Dataset Collection & Preprocessing
- We compiled a dataset of 16.5K historical home run videos (~300GB total size), each containing 5 key attributes: play_id, Exit Velocity, Hit Distance, Launch Angle, and video_url.
- Given storage and memory limitations, we processed videos in batches of 50 using multi-threading.
- Each video (20-40 sec, ~20MB) was converted into 60 equidistant frames, resized to (224, 224, 3), and normalized for feature extraction.

Model Architecture

We leveraged a hybrid CNN-LSTM model:

 base_model = ResNet50(weights='imagenet', include_top=False, input_shape=(224, 224, 3))
 base_model.trainable = False  # Freeze pre-trained layers
 feature_extractor = Model(inputs=base_model.input, outputs=Flatten()(base_model.output))

 # Define the LSTM-based regression model
 model = Sequential([
     TimeDistributed(feature_extractor, input_shape=(50, 224, 224, 3)),  # Apply CNN to each frame
     LSTM(256, return_sequences=False),  # LSTM processes extracted features
     Dense(512, activation='relu'),
     Dropout(0.3),
     Dense(3)  # Predict ExitVelocity, HitDistance, LaunchAngle
 ])

 model.compile(optimizer=Adam(learning_rate=0.001), loss='mse', metrics=['mae'])

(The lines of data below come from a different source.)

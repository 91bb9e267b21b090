use colored::Colorize;
use serde::Serialize;

pub fn print_json<T: Serialize>(value: &T) -> anyhow::Result<()> {
    println!("{}", serde_json::to_string_pretty(value)?);
    Ok(())
}

pub fn print_success(msg: &str) {
    println!("{} {}", "✓".green(), msg);
}

pub fn print_denied(msg: &str) {
    println!("{} {}", "✗".yellow(), msg);
}

pub fn print_error(msg: &str) {
    eprintln!("{} {}", "✗".red(), msg);
}
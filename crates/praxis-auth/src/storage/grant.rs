//! Grant storage trait.
//!
//! Defines the append-only record log for custom permission grants and
//! resource-scoped role assignments.

use async_trait::async_trait;
use serde::{Deserialize, Serialize};
use time::OffsetDateTime;
use uuid::Uuid;

use crate::AuthResult;
use crate::rbac::{PermissionPattern, ResourceType, Role};
use crate::storage::Revocation;
use crate::types::ResourceInstance;

// =============================================================================
// Grant Types
// =============================================================================

/// Where a resource-scoped role applies.
#[derive(Debug, Clone, PartialEq, Eq, Hash, Serialize, Deserialize)]
#[serde(tag = "kind", rename_all = "snake_case")]
pub enum RoleScope {
    /// One specific resource instance.
    Resource {
        /// Resource type.
        resource_type: ResourceType,
        /// Resource id.
        id: String,
    },
    /// Every resource attached to a practice location.
    Location {
        /// Location id.
        id: String,
    },
}

impl RoleScope {
    /// Returns `true` if the scope covers the instance.
    #[must_use]
    pub fn covers(&self, instance: &ResourceInstance) -> bool {
        match self {
            Self::Resource { resource_type, id } => {
                *resource_type == instance.resource_type && *id == instance.id
            }
            Self::Location { id } => instance.location_id.as_deref() == Some(id.as_str()),
        }
    }
}

impl std::fmt::Display for RoleScope {
    fn fmt(&self, f: &mut std::fmt::Formatter<'_>) -> std::fmt::Result {
        match self {
            Self::Resource { resource_type, id } => write!(f, "{resource_type}/{id}"),
            Self::Location { id } => write!(f, "location/{id}"),
        }
    }
}

/// What a grant confers.
#[derive(Debug, Clone, PartialEq, Eq, Serialize, Deserialize)]
#[serde(tag = "type", rename_all = "snake_case")]
pub enum GrantKind {
    /// Ad-hoc permissions beyond the subject's role.
    Permissions {
        /// Granted permission patterns.
        permissions: Vec<PermissionPattern>,
    },
    /// A role that applies only within a scope.
    ScopedRole {
        /// The scoped role.
        role: Role,
        /// Where the role applies.
        scope: RoleScope,
    },
}

/// A provenance-tracked grant attached to a subject.
#[derive(Debug, Clone, PartialEq, Eq, Serialize, Deserialize)]
#[serde(rename_all = "camelCase")]
pub struct Grant {
    /// Grant id.
    pub id: Uuid,

    /// Subject receiving the grant.
    pub subject_id: String,

    /// What the grant confers.
    pub kind: GrantKind,

    /// Subject id of the grantor.
    pub granted_by: String,

    /// Grantor's primary role at grant time.
    pub granted_by_role: Role,

    /// When the grant was recorded.
    #[serde(with = "time::serde::rfc3339")]
    pub granted_at: OffsetDateTime,

    /// Free-text justification.
    pub reason: String,

    /// When the grant stops applying.
    #[serde(default, with = "time::serde::rfc3339::option")]
    pub expires_at: Option<OffsetDateTime>,
}

impl Grant {
    /// Returns `true` if the grant has not expired at `now`.
    #[must_use]
    pub fn is_current(&self, now: OffsetDateTime) -> bool {
        self.expires_at.is_none_or(|expiry| now < expiry)
    }

    /// Returns the granted permission patterns (empty for scoped roles).
    #[must_use]
    pub fn permissions(&self) -> &[PermissionPattern] {
        match &self.kind {
            GrantKind::Permissions { permissions } => permissions,
            GrantKind::ScopedRole { .. } => &[],
        }
    }
}

/// One entry in a subject's grant log.
#[derive(Debug, Clone, PartialEq, Eq, Serialize, Deserialize)]
#[serde(tag = "record", rename_all = "snake_case")]
pub enum GrantRecord {
    /// A grant was issued.
    Granted(Grant),
    /// An earlier grant was revoked.
    Revoked(Revocation),
}

// =============================================================================
// Grant Log
// =============================================================================

/// A subject's full grant history, as read at one version.
#[derive(Debug, Clone, Default, PartialEq, Eq)]
pub struct GrantLog {
    /// Records in append order.
    pub records: Vec<GrantRecord>,
    /// Version the log was read at; equals the number of records.
    pub version: u64,
}

impl GrantLog {
    /// Creates a log from its records.
    #[must_use]
    pub fn new(records: Vec<GrantRecord>) -> Self {
        let version = records.len() as u64;
        Self { records, version }
    }

    /// Returns `true` if a revocation targets `grant_id`.
    #[must_use]
    pub fn is_revoked(&self, grant_id: Uuid) -> bool {
        self.records
            .iter()
            .any(|r| matches!(r, GrantRecord::Revoked(rev) if rev.target == grant_id))
    }

    /// Finds a grant by id, revoked or not.
    #[must_use]
    pub fn find(&self, grant_id: Uuid) -> Option<&Grant> {
        self.records.iter().find_map(|r| match r {
            GrantRecord::Granted(g) if g.id == grant_id => Some(g),
            _ => None,
        })
    }

    /// Returns grants that are neither revoked nor expired at `now`.
    #[must_use]
    pub fn active(&self, now: OffsetDateTime) -> Vec<&Grant> {
        self.records
            .iter()
            .filter_map(|r| match r {
                GrantRecord::Granted(g) if g.is_current(now) && !self.is_revoked(g.id) => Some(g),
                _ => None,
            })
            .collect()
    }

    /// Returns the active permission patterns at `now`.
    #[must_use]
    pub fn active_permissions(&self, now: OffsetDateTime) -> Vec<PermissionPattern> {
        self.active(now)
            .into_iter()
            .flat_map(|g| g.permissions().iter().copied())
            .collect()
    }

    /// Returns the active scoped roles at `now`.
    #[must_use]
    pub fn active_scoped_roles(&self, now: OffsetDateTime) -> Vec<(Role, &RoleScope)> {
        self.active(now)
            .into_iter()
            .filter_map(|g| match &g.kind {
                GrantKind::ScopedRole { role, scope } => Some((*role, scope)),
                GrantKind::Permissions { .. } => None,
            })
            .collect()
    }
}

// =============================================================================
// Grant Storage Trait
// =============================================================================

/// Storage operations for grant logs.
///
/// # Example
///
/// ```ignore
/// use praxis_auth::storage::GrantStorage;
///
/// async fn example(storage: &impl GrantStorage) -> AuthResult<()> {
///     let log = storage.load("u-17").await?;
///     storage.append("u-17", log.version, record).await?;
///     Ok(())
/// }
/// ```
#[async_trait]
pub trait GrantStorage: Send + Sync {
    /// Loads a subject's grant log. Unknown subjects have an empty log.
    ///
    /// # Errors
    ///
    /// Returns an error if the storage operation fails.
    async fn load(&self, subject_id: &str) -> AuthResult<GrantLog>;

    /// Appends a record if the log is still at `expected_version`.
    ///
    /// Returns the new version.
    ///
    /// # Errors
    ///
    /// Returns `AuthError::VersionConflict` if the log moved on, or a storage
    /// error if the write fails.
    async fn append(
        &self,
        subject_id: &str,
        expected_version: u64,
        record: GrantRecord,
    ) -> AuthResult<u64>;

    /// Returns the subject a grant was issued to.
    ///
    /// # Errors
    ///
    /// Returns an error if the storage operation fails.
    async fn subject_of(&self, grant_id: Uuid) -> AuthResult<Option<String>>;
}
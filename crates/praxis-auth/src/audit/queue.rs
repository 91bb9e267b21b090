//! Queued audit writer.
//!
//! Evaluators hand entries to a single worker task over a bounded channel.
//! The worker drains entries in batches, writes each one to the durable sink
//! with bounded retry and exponential backoff, then acknowledges the sender.
//! `append` resolves only after the acknowledgement, so delivery is
//! at-least-once and a decision is never returned unaudited.

use std::sync::Arc;

use async_trait::async_trait;
use tokio::sync::{mpsc, oneshot};
use tokio::task::JoinHandle;

use crate::AuthResult;
use crate::audit::{AuditEntry, AuditFilter, AuditRecorder};
use crate::config::AuditConfig;
use crate::error::AuthError;

struct PendingEntry {
    entry: AuditEntry,
    ack: oneshot::Sender<AuthResult<()>>,
}

/// [`AuditRecorder`] that routes writes through a background worker.
pub struct QueuedAuditRecorder {
    sender: mpsc::Sender<PendingEntry>,
    sink: Arc<dyn AuditRecorder>,
    worker: JoinHandle<()>,
}

impl QueuedAuditRecorder {
    /// Spawns the worker on the current Tokio runtime.
    #[must_use]
    pub fn spawn(sink: Arc<dyn AuditRecorder>, config: &AuditConfig) -> Self {
        let (sender, receiver) = mpsc::channel(config.queue_capacity.max(1));
        let worker = tokio::spawn(run_worker(receiver, Arc::clone(&sink), config.clone()));
        Self {
            sender,
            sink,
            worker,
        }
    }

    /// Stops accepting entries, waits for queued ones to be written, and
    /// stops the worker.
    ///
    /// # Errors
    ///
    /// Returns `AuthError::Internal` if the worker panicked.
    pub async fn shutdown(self) -> AuthResult<()> {
        drop(self.sender);
        self.worker
            .await
            .map_err(|e| AuthError::internal(format!("audit worker failed: {e}")))
    }
}

impl std::fmt::Debug for QueuedAuditRecorder {
    fn fmt(&self, f: &mut std::fmt::Formatter<'_>) -> std::fmt::Result {
        f.debug_struct("QueuedAuditRecorder")
            .field("capacity", &self.sender.max_capacity())
            .finish_non_exhaustive()
    }
}

#[async_trait]
impl AuditRecorder for QueuedAuditRecorder {
    async fn append(&self, entry: AuditEntry) -> AuthResult<()> {
        let (ack, done) = oneshot::channel();
        self.sender
            .send(PendingEntry { entry, ack })
            .await
            .map_err(|_| AuthError::audit("audit worker is not running"))?;
        done.await
            .map_err(|_| AuthError::audit("audit worker dropped the entry"))?
    }

    async fn query(&self, filter: &AuditFilter) -> AuthResult<Vec<AuditEntry>> {
        self.sink.query(filter).await
    }
}

async fn run_worker(
    mut receiver: mpsc::Receiver<PendingEntry>,
    sink: Arc<dyn AuditRecorder>,
    config: AuditConfig,
) {
    let batch_size = config.batch_size.max(1);
    let mut batch = Vec::with_capacity(batch_size);

    while receiver.recv_many(&mut batch, batch_size).await > 0 {
        tracing::trace!(entries = batch.len(), "Writing audit batch");
        for pending in batch.drain(..) {
            let result = write_with_retry(sink.as_ref(), pending.entry, &config).await;
            // The caller may have been cancelled; the entry is written regardless.
            let _ = pending.ack.send(result);
        }
    }

    tracing::debug!("Audit queue closed, worker exiting");
}

async fn write_with_retry(
    sink: &dyn AuditRecorder,
    entry: AuditEntry,
    config: &AuditConfig,
) -> AuthResult<()> {
    let mut attempt = 0u32;
    loop {
        match sink.append(entry.clone()).await {
            Ok(()) => return Ok(()),
            Err(e) if attempt < config.max_retries => {
                let delay = config.retry_backoff.saturating_mul(2u32.saturating_pow(attempt));
                tracing::warn!(
                    audit_id = %entry.audit_id,
                    attempt = attempt + 1,
                    delay_ms = delay.as_millis() as u64,
                    error = %e,
                    "Audit write failed, retrying"
                );
                tokio::time::sleep(delay).await;
                attempt += 1;
            }
            Err(e) => {
                tracing::error!(
                    audit_id = %entry.audit_id,
                    attempts = attempt + 1,
                    error = %e,
                    "Audit write failed permanently"
                );
                return Err(AuthError::audit(format!(
                    "entry {} not persisted after {} attempts: {e}",
                    entry.audit_id,
                    attempt + 1
                )));
            }
        }
    }
}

We used ResNet50 (2D ImageNet) as a feature extractor to avoid the high computational cost of 3D CNNs.
The LSTM layer analyzed temporal dependencies across video frames.
Our model was trained on 550 videos, reducing the loss from 55K to 131 after extensive training.

Deployment
- We built a React.js frontend for users to upload videos.
- The backend, built with Express.js, handled video processing and model inference.
- We deployed our trained model on Google Vertex AI, ensuring scalable and efficient inference.

Kaggle Repo

https://www.kaggle.com/code/pushpenderindia/google-mlb-hackathon-2024

Challenges we ran into

Massive Dataset Handling: With 300GB of video data, we had to optimize our pipeline for batch processing within Kaggle’s memory constraints.
GPU Limitations: Training even 10 videos per batch overwhelmed resources, leading us to fine-tune batch sizes and model complexity.
Feature Extraction Efficiency: 3D ImageNet models were infeasible, so we adapted ResNet50 with LSTM to balance accuracy and computational efficiency.
Long Training Times: Training on only 550 videos took hours, and improving the dataset size remains an ongoing challenge.

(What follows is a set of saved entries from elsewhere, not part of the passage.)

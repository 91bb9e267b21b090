//! Subjects and resource instances.

pub mod resource;
pub mod subject;

pub use resource::{Confidentiality, ResourceInstance};
pub use subject::Subject;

Accomplishments that we're proud of

Successfully trained a hybrid CNN-LSTM model on video data for baseball analytics.
Reduced model loss from 55K to 131, achieving promising accuracy.
Deployed a working prototype with a frontend, backend, and cloud-based AI inference.
Overcame significant GPU and memory constraints to make the project viable on Kaggle.

What we learned

Optimized video processing techniques for deep learning models.
Efficient GPU resource management to train within limitations.
The power of CNN-LSTM hybrid models in extracting and processing video-based features.
Cloud-based AI deployment using Google Vertex AI for seamless integration.

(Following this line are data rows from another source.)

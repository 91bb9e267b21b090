//! Authorization configuration.
//!
//! All tables the evaluator consults (role ranks, permission catalog,
//! clearance, self-service, consent actions) and the operational knobs
//! (loader timeout, failure modes, audit queue, write retries) live in one
//! explicitly constructed [`AuthzConfig`]. Nothing is read from global state.

use std::collections::BTreeMap;
use std::path::Path;
use std::time::Duration;

use serde::{Deserialize, Serialize};

use crate::rbac::catalog::{default_clearance, default_consent_actions, default_self_service};
use crate::rbac::{Action, PermissionCatalog, PermissionPattern, ResourceType, Role, RoleHierarchy};
use crate::types::Confidentiality;

/// Configuration errors.
#[derive(Debug, thiserror::Error)]
pub enum ConfigError {
    /// An invalid configuration value was provided.
    #[error("Invalid configuration value: {0}")]
    InvalidValue(String),

    /// A required configuration value is missing.
    #[error("Missing required configuration: {0}")]
    Missing(String),

    /// The configuration file could not be read.
    #[error("Failed to read configuration file: {0}")]
    Io(#[from] std::io::Error),

    /// The configuration file is not valid TOML for this schema.
    #[error("Failed to parse configuration: {0}")]
    Parse(#[from] toml::de::Error),
}

/// Root authorization configuration.
///
/// # Example (TOML)
///
/// ```toml
/// [roles]
/// rezeption = 25
///
/// [catalog.permissions]
/// "invoice:create" = "rezeption"
///
/// [evaluator]
/// loader_timeout = "2s"
/// default_failure_mode = "fail_closed"
///
/// [evaluator.failure_modes]
/// read = "fail_open"
/// ```
#[derive(Debug, Clone, Default, Deserialize, Serialize)]
#[serde(default)]
pub struct AuthzConfig {
    /// Rank overrides, keyed by role name.
    pub roles: BTreeMap<String, u16>,

    /// Permission catalog overrides.
    pub catalog: CatalogConfig,

    /// Evaluator behaviour.
    pub evaluator: EvaluatorConfig,

    /// Audit sink configuration.
    pub audit: AuditConfig,

    /// Grant and delegation store configuration.
    pub storage: StorageConfig,
}

impl AuthzConfig {
    /// Parses a configuration from TOML.
    ///
    /// # Errors
    ///
    /// Returns `ConfigError::Parse` on malformed input.
    pub fn from_toml_str(input: &str) -> Result<Self, ConfigError> {
        Ok(toml::from_str(input)?)
    }

    /// Loads and validates a configuration file.
    ///
    /// # Errors
    ///
    /// Returns an error if the file cannot be read, parsed or validated.
    pub fn load(path: impl AsRef<Path>) -> Result<Self, ConfigError> {
        let content = std::fs::read_to_string(path.as_ref())?;
        let config = Self::from_toml_str(&content)?;
        config.validate()?;
        Ok(config)
    }

    /// Validates the configuration.
    ///
    /// # Errors
    ///
    /// Returns `ConfigError::InvalidValue` if:
    /// - role ranks collide or are zero
    /// - a catalog key does not parse
    /// - a failure-mode key is not an action
    /// - the loader timeout or audit limits are zero
    pub fn validate(&self) -> Result<(), ConfigError> {
        let hierarchy = self.hierarchy()?;
        PermissionCatalog::from_config(&self.catalog, hierarchy)?;

        for key in self.evaluator.failure_modes.keys() {
            key.parse::<Action>().map_err(|e| {
                ConfigError::InvalidValue(format!("evaluator.failure_modes: {e}"))
            })?;
        }

        if self.evaluator.loader_timeout.is_zero() {
            return Err(ConfigError::InvalidValue(
                "evaluator.loader_timeout must be > 0".to_string(),
            ));
        }

        if self.audit.queued {
            if self.audit.queue_capacity == 0 {
                return Err(ConfigError::InvalidValue(
                    "audit.queue_capacity must be > 0".to_string(),
                ));
            }
            if self.audit.batch_size == 0 {
                return Err(ConfigError::InvalidValue(
                    "audit.batch_size must be > 0".to_string(),
                ));
            }
        }

        Ok(())
    }

    /// Builds the role hierarchy.
    ///
    /// # Errors
    ///
    /// Returns an error if the rank overrides do not form a strict total order.
    pub fn hierarchy(&self) -> Result<RoleHierarchy, ConfigError> {
        let overrides = self
            .roles
            .iter()
            .map(|(name, rank)| {
                name.parse::<Role>()
                    .map(|role| (role, *rank))
                    .map_err(|e| ConfigError::InvalidValue(format!("roles: {e}")))
            })
            .collect::<Result<BTreeMap<_, _>, _>>()?;
        RoleHierarchy::with_overrides(&overrides)
    }

    /// Builds the permission catalog.
    ///
    /// # Errors
    ///
    /// Returns an error if the hierarchy or a catalog table is invalid.
    pub fn catalog(&self) -> Result<PermissionCatalog, ConfigError> {
        PermissionCatalog::from_config(&self.catalog, self.hierarchy()?)
    }
}

/// Permission catalog overrides.
///
/// Keys are strings so they can be written naturally in TOML tables.
#[derive(Debug, Clone, Deserialize, Serialize)]
#[serde(default)]
pub struct CatalogConfig {
    /// Minimal-role overrides keyed by permission pattern (`patient:read`,
    /// `invoice:*`). Broader patterns are applied first.
    pub permissions: BTreeMap<String, Role>,

    /// Actions owners may perform on their own instances, keyed by resource type.
    /// Replaces the built-in table.
    pub self_service: BTreeMap<String, Vec<Action>>,

    /// Minimum role per confidentiality tier. Replaces the built-in table.
    pub clearance: BTreeMap<String, Role>,

    /// Actions that additionally require subject consent.
    pub consent_actions: Vec<Action>,
}

impl Default for CatalogConfig {
    fn default() -> Self {
        Self {
            permissions: BTreeMap::new(),
            self_service: default_self_service()
                .into_iter()
                .map(|(rt, actions)| (rt.to_string(), actions.into_iter().collect()))
                .collect(),
            clearance: default_clearance()
                .into_iter()
                .map(|(tier, role)| (tier.to_string(), role))
                .collect(),
            consent_actions: default_consent_actions().into_iter().collect(),
        }
    }
}

impl CatalogConfig {
    /// Adds a minimal-role override.
    #[must_use]
    pub fn with_permission(mut self, pattern: PermissionPattern, role: Role) -> Self {
        self.permissions.insert(pattern.to_string(), role);
        self
    }

    /// Replaces the self-service actions for a resource type.
    #[must_use]
    pub fn with_self_service(mut self, resource_type: ResourceType, actions: Vec<Action>) -> Self {
        self.self_service.insert(resource_type.to_string(), actions);
        self
    }

    /// Sets the clearance for a tier.
    #[must_use]
    pub fn with_clearance(mut self, tier: Confidentiality, role: Role) -> Self {
        self.clearance.insert(tier.to_string(), role);
        self
    }
}

/// What the evaluator does when infrastructure fails mid-evaluation.
#[derive(Debug, Clone, Copy, Default, PartialEq, Eq, Hash, Serialize, Deserialize)]
#[serde(rename_all = "snake_case")]
pub enum FailureMode {
    /// Abort with an error; access is not granted.
    #[default]
    FailClosed,
    /// Degrade to role-default-only evaluation.
    ///
    /// The confidentiality ceiling still applies. A targeted instance that
    /// could not be loaded is treated as the strictest tier.
    FailOpen,
}

/// Evaluator configuration.
#[derive(Debug, Clone, Deserialize, Serialize)]
#[serde(default)]
pub struct EvaluatorConfig {
    /// Upper bound for one ResourceLoader call.
    #[serde(with = "humantime_serde")]
    pub loader_timeout: Duration,

    /// Failure mode for actions without an explicit entry.
    pub default_failure_mode: FailureMode,

    /// Per-action failure modes, keyed by action name.
    pub failure_modes: BTreeMap<String, FailureMode>,
}

impl Default for EvaluatorConfig {
    fn default() -> Self {
        Self {
            loader_timeout: Duration::from_secs(2),
            default_failure_mode: FailureMode::FailClosed,
            failure_modes: BTreeMap::new(),
        }
    }
}

impl EvaluatorConfig {
    /// Returns the declared failure mode for an action.
    #[must_use]
    pub fn failure_mode(&self, action: Action) -> FailureMode {
        self.failure_modes
            .get(action.as_str())
            .copied()
            .unwrap_or(self.default_failure_mode)
    }

    /// Declares the failure mode for an action.
    #[must_use]
    pub fn with_failure_mode(mut self, action: Action, mode: FailureMode) -> Self {
        self.failure_modes.insert(action.to_string(), mode);
        self
    }
}

/// Audit sink configuration.
#[derive(Debug, Clone, Deserialize, Serialize)]
#[serde(default)]
pub struct AuditConfig {
    /// Route audit writes through the queued worker.
    pub queued: bool,

    /// Bounded channel capacity between evaluators and the worker.
    pub queue_capacity: usize,

    /// Maximum entries the worker drains per batch.
    pub batch_size: usize,

    /// Write attempts per entry after the first failure.
    pub max_retries: u32,

    /// Delay before the first retry; doubled on each further attempt.
    #[serde(with = "humantime_serde")]
    pub retry_backoff: Duration,
}

impl Default for AuditConfig {
    fn default() -> Self {
        Self {
            queued: true,
            queue_capacity: 1024,
            batch_size: 64,
            max_retries: 3,
            retry_backoff: Duration::from_millis(50),
        }
    }
}

/// Grant and delegation store configuration.
#[derive(Debug, Clone, Deserialize, Serialize)]
#[serde(default)]
pub struct StorageConfig {
    /// How often a grant or delegation write is re-validated after a version conflict.
    pub max_write_retries: u32,
}

impl Default for StorageConfig {
    fn default() -> Self {
        Self {
            max_write_retries: 5,
        }
    }
}

#[cfg(test)]
mod tests {
    use super::*;

    #[test]
    fn test_default_config_is_valid() {
        let config = AuthzConfig::default();
        assert!(config.validate().is_ok());
        assert_eq!(
            config.evaluator.failure_mode(Action::Read),
            FailureMode::FailClosed
        );
    }

    #[test]
    fn test_parse_toml() {
        let config = AuthzConfig::from_toml_str(
            r#"
            [roles]
            rezeption = 25

            [catalog.permissions]
            "invoice:create" = "rezeption"

            [catalog.clearance]
            sensitive = "arzt"

            [evaluator]
            loader_timeout = "500ms"

            [evaluator.failure_modes]
            read = "fail_open"

            [audit]
            batch_size = 8
            retry_backoff = "10ms"
            "#,
        )
        .unwrap();

        config.validate().unwrap();
        assert_eq!(config.roles.get("rezeption"), Some(&25));
        assert_eq!(config.hierarchy().unwrap().rank(Role::Rezeption), 25);
        assert_eq!(config.evaluator.loader_timeout, Duration::from_millis(500));
        assert_eq!(
            config.evaluator.failure_mode(Action::Read),
            FailureMode::FailOpen
        );
        assert_eq!(
            config.evaluator.failure_mode(Action::Export),
            FailureMode::FailClosed
        );
        assert_eq!(config.audit.batch_size, 8);
        // Untouched sections keep their defaults.
        assert_eq!(config.storage.max_write_retries, 5);

        let catalog = config.catalog().unwrap();
        assert_eq!(
            catalog.minimal_role(ResourceType::Invoice, Action::Create),
            Role::Rezeption
        );
        assert_eq!(
            catalog.required_clearance(Confidentiality::Sensitive),
            Some(Role::Arzt)
        );
    }

    #[test]
    fn test_validate_rejects_bad_failure_mode_key() {
        let config = AuthzConfig {
            evaluator: EvaluatorConfig {
                failure_modes: BTreeMap::from([("fly".to_string(), FailureMode::FailOpen)]),
                ..Default::default()
            },
            ..Default::default()
        };
        assert!(config.validate().is_err());
    }

    #[test]
    fn test_validate_rejects_colliding_ranks() {
        let config = AuthzConfig {
            roles: BTreeMap::from([("admin".to_string(), 40)]),
            ..Default::default()
        };
        assert!(config.validate().is_err());
    }

    #[test]
    fn test_validate_rejects_unknown_role() {
        let config = AuthzConfig {
            roles: BTreeMap::from([("hausmeister".to_string(), 5)]),
            ..Default::default()
        };
        assert!(config.validate().is_err());
    }

    #[test]
    fn test_validate_rejects_zero_timeout() {
        let config = AuthzConfig {
            evaluator: EvaluatorConfig {
                loader_timeout: Duration::ZERO,
                ..Default::default()
            },
            ..Default::default()
        };
        assert!(config.validate().is_err());
    }

    #[test]
    fn test_load_from_file() {
        use std::io::Write;

        let mut file = tempfile::NamedTempFile::new().unwrap();
        writeln!(file, "[storage]\nmax_write_retries = 9").unwrap();

        let config = AuthzConfig::load(file.path()).unwrap();
        assert_eq!(config.storage.max_write_retries, 9);
    }

    #[test]
    fn test_load_missing_file() {
        let err = AuthzConfig::load("/nonexistent/praxis-authz.toml").unwrap_err();
        assert!(matches!(err, ConfigError::Io(_)));
    }
}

What's next for Statcast Vision

Expanding the dataset: Training on more videos to improve accuracy.
Real-time inference: Optimizing the pipeline for faster predictions.
Integrating additional baseball metrics, such as bat speed and pitch velocity.
Enhancing model architecture with Transformer-based approaches for better video understanding.
Public API launch: Making the model accessible to coaches, analysts, and enthusiasts.